I was sitting in the Nationaal Archief in Den Haag reading through the telegrams exchanged between the Dutch Legation in Bern and the Dutch government-in-exile in London when the ever-helpful archivist sat down next to me.  He told me that a mutual acquaintance had called him to say that a certain LF had died.

“Oh?”  I said.  “Who’s that?”

Sierk looked surprised.  He repeated the name.  I still didn’t recognize it.

“He was the fiance of Weidner’s sister.”

It was my turn to look surprised.  “The fiance died at Arnhem,” I said because that’s what the lady in question told an interviewer in 1994.

“No, he died a few months ago in Canada.”

Sierk returned a few hours later with some information he’d gleaned from personnel records that ordinary mortals don’t have access to.   LF met AW in Amsterdam during the war.  They were both Seventh Day Adventists.  She introduced him to a well-known courier with Dutch-Paris who promised to take him to France.  She never returned so he made his own way to Paris where he went to the address of Weidner’s other sister (GW).  Then he went to Annecy where he stayed at Weidner’s shop for three months.  It’s fair to assume that he helped out with Dutch-Paris business in some way or another.  From there he went to London via Spain.  Once there he wrote in his personnel form that he was engaged to AW.  He parachuted into Eindhoven as part of Operation Market Garden (also known as “Arnhem”).  He was later parachuted into Friesland, in the north of the country so he obviously survived “Arnhem”.  In 1946 he married another woman.  In 2009 he died in British Columbia.
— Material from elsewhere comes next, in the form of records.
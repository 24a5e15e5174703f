// src/db/catalog_repo.rs

use async_trait::async_trait;
use rust_decimal::Decimal;
use sqlx::{Executor, FromRow, PgPool, Postgres};

use crate::{
    common::error::AppError,
    db::storage::ServiceCatalogStorage,
    models::catalog::{ServiceCatalogItem, ServiceCategory},
};

#[derive(Debug, FromRow)]
struct CatalogRow {
    id: String,
    code: String,
    category: ServiceCategory,
    description: String,
    value: Decimal,
    cost: Option<Decimal>,
    active: bool,
}

impl From<CatalogRow> for ServiceCatalogItem {
    fn from(row: CatalogRow) -> Self {
        Self {
            id: Some(row.id),
            code: row.code,
            category: row.category,
            description: row.description,
            value: row.value,
            cost: row.cost,
            active: row.active,
        }
    }
}

#[derive(Clone)]
pub struct CatalogRepository {
    pool: PgPool,
}

impl CatalogRepository {
    pub fn new(pool: PgPool) -> Self {
        Self { pool }
    }

    async fn upsert_item<'e, E>(
        &self,
        executor: E,
        item: &ServiceCatalogItem,
    ) -> Result<ServiceCatalogItem, AppError>
    where
        E: Executor<'e, Database = Postgres>,
    {
        let row = sqlx::query_as::<_, CatalogRow>(
            r#"
            INSERT INTO service_catalog (code, category, description, value, cost, active)
            VALUES ($1, $2, $3, $4, $5, $6)
            ON CONFLICT (code) DO UPDATE SET
                category = EXCLUDED.category,
                description = EXCLUDED.description,
                value = EXCLUDED.value,
                cost = EXCLUDED.cost,
                active = EXCLUDED.active
            RETURNING *
            "#,
        )
            .bind(&item.code)
            .bind(item.category)
            .bind(&item.description)
            .bind(item.value)
            .bind(item.cost)
            .bind(item.active)
            .fetch_one(executor)
            .await?;

        Ok(row.into())
    }
}

#[async_trait]
impl ServiceCatalogStorage for CatalogRepository {
    async fn list_catalog(&self) -> Result<Vec<ServiceCatalogItem>, AppError> {
        let rows = sqlx::query_as::<_, CatalogRow>(
            "SELECT * FROM service_catalog ORDER BY category ASC, code ASC",
        )
            .fetch_all(&self.pool)
            .await?;

        Ok(rows.into_iter().map(Into::into).collect())
    }

    async fn save_catalog_item(
        &self,
        item: ServiceCatalogItem,
    ) -> Result<ServiceCatalogItem, AppError> {
        self.upsert_item(&self.pool, &item).await
    }

    async fn seed_catalog(&self, items: Vec<ServiceCatalogItem>) -> Result<usize, AppError> {
        let mut tx = self.pool.begin().await?;

        let (count,): (i64,) = sqlx::query_as("SELECT COUNT(*) FROM service_catalog")
            .fetch_one(&mut *tx)
            .await?;
        if count > 0 {
            return Ok(0);
        }

        for item in &items {
            self.upsert_item(&mut *tx, item).await?;
        }

        tx.commit().await?;
        Ok(items.len())
    }
}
Meanwhile, in February 1944, one of Weidner’s sisters, GW, was arrested by the Germans in front of the  engaged AW.   AW fled to Switzerland through very deep snow in the Alps.  Once in safety, she collapsed and spent the next three years in sanatoria because she’d lost the use of her legs.  She recovered, married an Italian, and had two children. 

And here we run into one of the frustrating aspects of writing history.  If I were writing a novel, this would be a tremendous opportunity.   Because what happened?  Is this a case of tragic misinformation?  Was AW told her fiance died because he went missing?  And then when he finally got out of the occupied Netherlands was he told that “Weidner’s sister” had died in a concentration camp, which was true but it was GW not AW who died there?  Did AW pretend to be dead because she was effectively paralyzed in 1946?  Did they both realize that their wartime romance had no future and release each other?  Did AW just give the convenient explanation in 1994 or had she come to believe that rather than that she had been jilted?

But I’m writing a history not a novel, and historians have to stick to the facts as they can be documented.  I regret to say that the answer to this mystery will probably never appear in the documents.  It’s not the kind of thing that people wrote down on forms or on reports of their resistance activities.  Maybe they wrote it down in a diary or a letter, but probably not.  The only trace that the lady left of her engagement was that her fiance died at Arnhem. 

It’s one of those unresolved mysteries that historians just have to live with.